Comme les bandits expérimentés (Pitt, Clooney, Coltrane) qui font croire à leur jeune bizuth (Damon) qu'ils ont une conversation codée alors qu'en fait ils disent n'importe qui avec un air mystérieux, comme ces appellations jamais expliquées de techniques de cambriolage que tout le monde au presque semble connaître sur le bout des doigts, le film tourne en vérité autour de rien: des cambriolages qui ratent, des manipulations pour contrer les manipulations, des policiers qui n'en sont pas, des passages en prison qui sont en fait programmés et inscrits dans les plans... tellement de rien que ça finit par donner le vertige. Et le rien ultime, c'est:
Soit le fait qu'il est question de voler l'oeuf de Fabergé, soit un truc vide. Et en prime il s'agit de le remplacer par un hologramme de l'oeuf de Fabergé (Un hologramme étant généralement un outil qui sert à cacher le vide, c'est bien connu)!
Soit l'idée saugrenue de planter ça et là à l'intérieur du film la ressemblance de Tess Ocean avec... Julia Roberts, et la faire jouer, précisément... Tess se prenant pour Julia Roberts. A ce stade, soit c'est du foutage de gueule (Terme technique servant à faire exactement la même chose que les hologrammes, soit cacher le vide des idées derrière la prouesse technique ou conceptuelle), soit c'est une mise en abyme de génie.
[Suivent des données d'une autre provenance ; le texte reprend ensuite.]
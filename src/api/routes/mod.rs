//! Routes 模块
//!
//! 定义 API 路由。

pub mod research_routes;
Tout ça pour dire qu'il y a quand même des chose à dire sur ce film volontiers idiot et inutile, qui aurait pu tourner à une sorte de film de vacances long et horripilant. Il se pose en développement possible, expérimental, et prolonge de façon spectaculaire le champ des possibles soulevés par Ocean's 11. Il débouche aussi sur un tour de passe-passe organisé autour de... rien, un rien orchestré, conceptualisé, codifié... Ce qui est toujours sympathique en soi... Il sera suivi d'une autre suite, qui sera fort différente, mais c'est une autre histoire.